# [MATERIAL SHOWN]
---
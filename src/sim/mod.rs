//! Deterministic simulation module
//!
//! All physics lives here. This module must be pure and deterministic:
//! - Fixed substep count per step
//! - Stable iteration order (bodies in spawn order)
//! - No rendering, platform or I/O dependencies

pub mod body;
pub mod boundary;
pub mod collision;
pub mod grid;
pub mod world;

pub use body::{Body, BodyId};
pub use boundary::{Boundary, ClampOutcome};
pub use collision::{PairOutcome, ResolveStats, resolve_all, resolve_pair};
pub use grid::{CellCoord, SpatialGrid};
pub use world::{BodySnapshot, PhysicsWorld, WorldStats};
---
# [TASK TO COMPLETE]
Across the material above, count every line holding "grid" and write down only the number.

# [SOLUTION FOR THIS PROBLEM]
2